Este 19 de Octubre se detectó a nivel mundial una falla de ejecución remota de código en la biblioteca Apache Commons Text de código abierto que tiene a algunas organizaciones preocupadas de que pueda convertirse en el próximo Log4Shell.
El equipo de Dynatrace analizó cada aparición de la biblioteca vulnerable Apache Commons Text y ninguno de los componentes de la plataforma Dynatrace se vio afectado. La aplicación de parches a la biblioteca está en curso y el equipo de Dynatrace está revisando activamente la vulnerabilidad de Apache Commons Text recientemente publicada (CVE-2022-42889).
Apache Commons Text es una biblioteca popular Java de código abierto con un “sistema de interpolación” que permite a los desarrolladores modificar, decodificar, generar y escapar cadenas en función de las búsquedas de cadenas ingresadas.
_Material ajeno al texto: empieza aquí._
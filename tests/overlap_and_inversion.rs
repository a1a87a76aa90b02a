mod common;

use std::sync::Arc;

use common::{Fixture, concept, fixture, path, pipeline, structural};
use subsume::SubsumeError;
use subsume::custom::{RangeOverlapper, SectionInverter};
use subsume::customiser::{Customiser, CustomiserChain};
use subsume::customising::MatcherBuilder;
use subsume::frame::{Frame, Range};
use subsume::result::Identity;
use subsume::store::FrameKeeper;
use subsume::structural::Matcher;

// ------------- range overlap -------------
fn overlapper(f: &Fixture) -> RangeOverlapper {
    RangeOverlapper::new(f.booking, path("window"))
}

fn booking(f: &Fixture, min: i64, max: i64) -> Frame {
    Frame::assertion(f.booking)
        .with("window", Range::new(min, max).unwrap())
        .unwrap()
}

#[test]
fn overlapping_windows_match() {
    let f = fixture();
    let chain = CustomiserChain::new(f.model.clone()).register(overlapper(&f));
    let instances = vec![
        (Identity::new(1, "overlapping"), booking(&f, 6, 10)),
        (Identity::new(2, "touching"), booking(&f, 7, 7)),
        (Identity::new(3, "disjoint"), booking(&f, 8, 12)),
        (Identity::new(4, "open"), Frame::assertion(f.booking)),
    ];
    let (_store, matcher) = pipeline(&f, chain, instances);
    let query = booking(&f, 3, 7).to_query();
    let found = matcher.match_query(&query).unwrap();
    let labels: Vec<&str> = found.identities().iter().map(|i| i.label()).collect();
    assert_eq!(labels, vec!["overlapping", "touching"]);
}

#[test]
fn overlap_is_symmetric_and_reflexive() {
    let f = fixture();
    let o = overlapper(&f);
    let core = structural(&f);
    let windows = [(0, 4), (3, 7), (5, 9), (8, 8), (-3, -1)];
    for &(a, b) in &windows {
        let x = booking(&f, a, b);
        assert!(
            o.passes_matches_filter(&core, &x.to_query(), &x).unwrap(),
            "[{a},{b}] overlaps itself"
        );
        for &(c, d) in &windows {
            let y = booking(&f, c, d);
            assert_eq!(
                o.passes_matches_filter(&core, &x.to_query(), &y).unwrap(),
                o.passes_matches_filter(&core, &y.to_query(), &x).unwrap(),
                "[{a},{b}] vs [{c},{d}]"
            );
        }
    }
}

#[test]
fn overlap_needs_numbers() {
    let f = fixture();
    let o = overlapper(&f);
    let core = structural(&f);
    let wrong = Frame::assertion(f.booking).with("window", concept(f.red)).unwrap();
    let err = o
        .passes_matches_filter(&core, &booking(&f, 1, 2).to_query(), &wrong)
        .unwrap_err();
    assert!(matches!(err, SubsumeError::Invariant(_)));
    assert!(o.passes_matches_filter(&core, &Frame::query(f.booking), &wrong).unwrap());
}

#[test]
fn stripping_the_window_is_idempotent() {
    let f = fixture();
    let o = overlapper(&f);
    let query = booking(&f, 3, 7).to_query();
    assert!(o.handles(&query));
    let once = o.pre_process(&query).unwrap();
    assert_eq!(o.pre_process(&once).unwrap(), once);
    assert!(!o.handles(&once));
}

// ------------- section inversion -------------
fn inverter(f: &Fixture) -> SectionInverter {
    SectionInverter::new(f.job, path("requires"))
}

fn job(f: &Fixture, level: u64) -> Frame {
    let requires = Frame::assertion(f.security)
        .with("clearance", concept(level))
        .unwrap();
    Frame::assertion(f.job).with("requires", requires).unwrap()
}

fn applicant(f: &Fixture, level: u64) -> Frame {
    let offers = Frame::query(f.security).with("clearance", concept(level)).unwrap();
    Frame::query(f.job).with("requires", offers).unwrap()
}

#[test]
fn instance_section_must_subsume_the_query_section() {
    let f = fixture();
    let chain = CustomiserChain::new(f.model.clone()).register(inverter(&f));
    let instances = vec![
        (Identity::new(1, "secret"), job(&f, f.secret)),
        (Identity::new(2, "top"), job(&f, f.top_secret)),
        (Identity::new(3, "open"), Frame::assertion(f.job)),
    ];
    let (_store, matcher) = pipeline(&f, chain, instances);

    let cleared = matcher.match_query(&applicant(&f, f.top_secret)).unwrap();
    assert_eq!(cleared.len(), 3);
    let partly = matcher.match_query(&applicant(&f, f.secret)).unwrap();
    let labels: Vec<&str> = partly.identities().iter().map(|i| i.label()).collect();
    assert_eq!(labels, vec!["secret", "open"]);
}

#[test]
fn absent_sections_accept_anything() {
    let f = fixture();
    let i = inverter(&f);
    let core = structural(&f);
    let open = Frame::assertion(f.job);
    assert!(i.passes_matches_filter(&core, &applicant(&f, f.clearance), &open).unwrap());
    let top = job(&f, f.top_secret);
    assert!(i.passes_matches_filter(&core, &Frame::query(f.job), &top).unwrap());
}

#[test]
fn inversion_pre_processing_is_idempotent() {
    let f = fixture();
    let i = inverter(&f);
    let query = applicant(&f, f.secret);
    let once = i.pre_process(&query).unwrap();
    assert_eq!(i.pre_process(&once).unwrap(), once);
    assert!(!i.handles(&once));
    assert!(i.handles(&job(&f, f.secret)));
}

#[test]
fn a_non_frame_section_is_rejected() {
    let f = fixture();
    let i = inverter(&f);
    let broken = Frame::assertion(f.job).with("requires", concept(f.secret)).unwrap();
    assert!(i.handles(&broken));
    assert!(matches!(i.pre_process(&broken), Err(SubsumeError::Invariant(_))));

    let store = Arc::new(FrameKeeper::new());
    let mut builder = MatcherBuilder::new(structural(&f));
    builder.add(broken, Identity::new(1, "broken"));
    let chain = CustomiserChain::new(f.model.clone()).register(inverter(&f));
    let err = builder.initialise(store, chain).err().unwrap();
    assert!(matches!(err, SubsumeError::Invariant(_)));
}

#[test]
fn overlap_is_reflexive_through_the_pipeline() {
    let f = fixture();
    let chain = CustomiserChain::new(f.model.clone()).register(overlapper(&f));
    let (_store, matcher) = pipeline(&f, chain, Vec::new());
    for (a, b) in [(0, 4), (3, 7), (8, 8), (-3, -1)] {
        let x = booking(&f, a, b);
        assert!(matcher.matches(&x.to_query(), &x).unwrap(), "[{a},{b}] matches itself");
    }
}
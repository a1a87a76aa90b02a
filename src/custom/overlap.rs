use crate::concept::ConceptId;
use crate::customiser::{Customiser, StoreBinding};
use crate::error::Result;
use crate::frame::{Frame, SlotPath};
use crate::structural::Matcher;

/// Matches one numeric field by interval overlap instead of containment.
pub struct RangeOverlapper {
    matching_type: ConceptId,
    field: SlotPath,
    binding: StoreBinding,
}

impl RangeOverlapper {
    pub fn new(matching_type: ConceptId, field: SlotPath) -> Self {
        Self {
            matching_type,
            field,
            binding: StoreBinding::default(),
        }
    }
}

impl Customiser for RangeOverlapper {
    fn name(&self) -> &str {
        "range-overlapper"
    }
    fn matching_type(&self) -> ConceptId {
        self.matching_type
    }

    fn handles(&self, frame: &Frame) -> bool {
        !frame.values_at(&self.field).is_empty()
    }

    fn pre_process(&self, frame: &Frame) -> Result<Frame> {
        let mut processed = frame.clone();
        processed.clear_at(&self.field);
        Ok(processed)
    }

    // an instance without the field has nothing to overlap with
    fn passes_matches_filter(
        &self,
        _core: &dyn Matcher,
        query: &Frame,
        instance: &Frame,
    ) -> Result<bool> {
        let Some(wanted) = query.number_at(&self.field)? else {
            return Ok(true);
        };
        match instance.number_at(&self.field)? {
            Some(offered) => Ok(wanted.overlaps(&offered)),
            None => Ok(false),
        }
    }

    fn binding(&self) -> &StoreBinding {
        &self.binding
    }
    fn binding_mut(&mut self) -> &mut StoreBinding {
        &mut self.binding
    }
}
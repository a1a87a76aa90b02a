use crate::concept::ConceptId;
use crate::customiser::{Customiser, StoreBinding};
use crate::error::Result;
use crate::frame::{Frame, SlotPath};
use crate::structural::Matcher;

/// Reverses subsumption for one embedded section: the instance's section
/// must be at least as general as the query's.
pub struct SectionInverter {
    matching_type: ConceptId,
    section: SlotPath,
    binding: StoreBinding,
}

impl SectionInverter {
    pub fn new(matching_type: ConceptId, section: SlotPath) -> Self {
        Self {
            matching_type,
            section,
            binding: StoreBinding::default(),
        }
    }
}

impl Customiser for SectionInverter {
    fn name(&self) -> &str {
        "section-inverter"
    }
    fn matching_type(&self) -> ConceptId {
        self.matching_type
    }

    // a value of the wrong kind is handled too, so pre_process can reject it
    fn handles(&self, frame: &Frame) -> bool {
        !frame.values_at(&self.section).is_empty()
    }

    fn pre_process(&self, frame: &Frame) -> Result<Frame> {
        frame.frame_at(&self.section)?;
        let mut processed = frame.clone();
        processed.clear_at(&self.section);
        Ok(processed)
    }

    // an instance without the section accepts anything
    fn passes_matches_filter(
        &self,
        core: &dyn Matcher,
        query: &Frame,
        instance: &Frame,
    ) -> Result<bool> {
        let Some(required) = instance.frame_at(&self.section)? else {
            return Ok(true);
        };
        match query.frame_at(&self.section)? {
            Some(offered) => core.matches(&required.to_query(), &offered.to_assertion()),
            None => Ok(true),
        }
    }

    fn binding(&self) -> &StoreBinding {
        &self.binding
    }
    fn binding_mut(&mut self) -> &mut StoreBinding {
        &mut self.binding
    }
}
//! Shared types for the order fulfillment system.
//!
//! This crate defines the domain entities that flow between the fulfillment
//! components: orders and their lifecycle states, the actors that may act on
//! them, the status history ledger, collaborative orders and their vendor
//! assignments, pricing values, and the storage key and clock abstractions.

pub mod actor;
pub mod clock;
pub mod collaboration;
pub mod order;
pub mod pricing;
pub mod storage;

pub use actor::{Actor, ActorKind};
pub use clock::{Clock, ManualClock, SystemClock};
pub use collaboration::{
	AssignmentStatus, CollaborationAssignment, CollaborativeOrder, CollaborativeOrderStatus,
	NewCollaborativeOrder,
};
pub use order::{NewOrder, NewOrderItem, Order, OrderItem, OrderStatus, StatusChange};
pub use pricing::{ItemSumPricing, Pricing, PricingCalculator, PricingError};
pub use storage::StorageKey;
La nueva vulnerabilidad CVE-2022-42889 en Apache Commons Text, denominada «Text4Shell», es causada por una evaluación de secuencias de comandos insegura por parte del sistema de interpolación que podría desencadenar la ejecución de código al procesar entradas maliciosas en la configuración predeterminada de la biblioteca.
Hasta la fecha, Dynatrace no ha visto evidencia de que esta vulnerabilidad haya sido explotada. Dynatrace Application Security valida continuamente que cualquier aparición de la biblioteca Apache Commons Text vulnerable se detecte y solucione rápidamente en todos los sistemas de producción.
Dynatrace continuará evaluando la situación y brindando más actualizaciones de estado.
Alejo López, Director Regional de Dynatrace para México comentó: “El descubrimiento de CVE-2022-4288rovocó comparaciones iniciales con Log4Shell, ya que comparte las características de ser una vulnerabilidad de ejecución remota de código en una biblioteca Java de código abierto. Sin embargo, el análisis indica que la vulnerabilidad de Apache Commons Text no está tan extendida y es mucho más difícil de explotar que Log4Shell. Aunque la calificación de gravedad de NVD se informa como 9.8, la vulnerabilidad se está reanalizando. Otras agencias han calificado a CVE-2022-42889 como menos grave, porque la biblioteca no es tan ubicua y la vulnerabilidad es más difícil de explotar que otras vulnerabilidades similares. De cualquier manera, las organizaciones deberían actualizar a la última versión de la biblioteca (1.10.0) para abordar el problema, pero es poco probable que veamos el nivel de pánico que vimos con Log4Shell.”
“La realidad es que muchos equipos de seguridad probablemente esperaban que sucediera algo así. Saben que las aplicaciones actuales contienen innumerables vulnerabilidades, provocadas por la creciente dependencia del código fuente abierto. La forma más efectiva de responder a estas situaciones es que las organizaciones se aseguren de que pueden responder tres preguntas simples en momentos: ¿Estamos afectados? ¿Qué sistemas se ven afectados? ¿Qué problemas debo abordar primero? Eso solo es posible combinando la observabilidad con la vulnerabilidad automática en tiempo real y la evaluación del impacto del riesgo. Esto proporciona visibilidad de todas las aplicaciones, bibliotecas y código en producción y preproducción. Al combinar este contexto con la IA, las organizaciones pueden priorizar las alertas en tiempo real, en función de la gravedad con la que les afecta una vulnerabilidad en particular. Esto permite a los equipos tomar decisiones basadas en datos sobre cómo resolver fallas de seguridad, lo que ayuda a minimizar su riesgo”, concluyó López.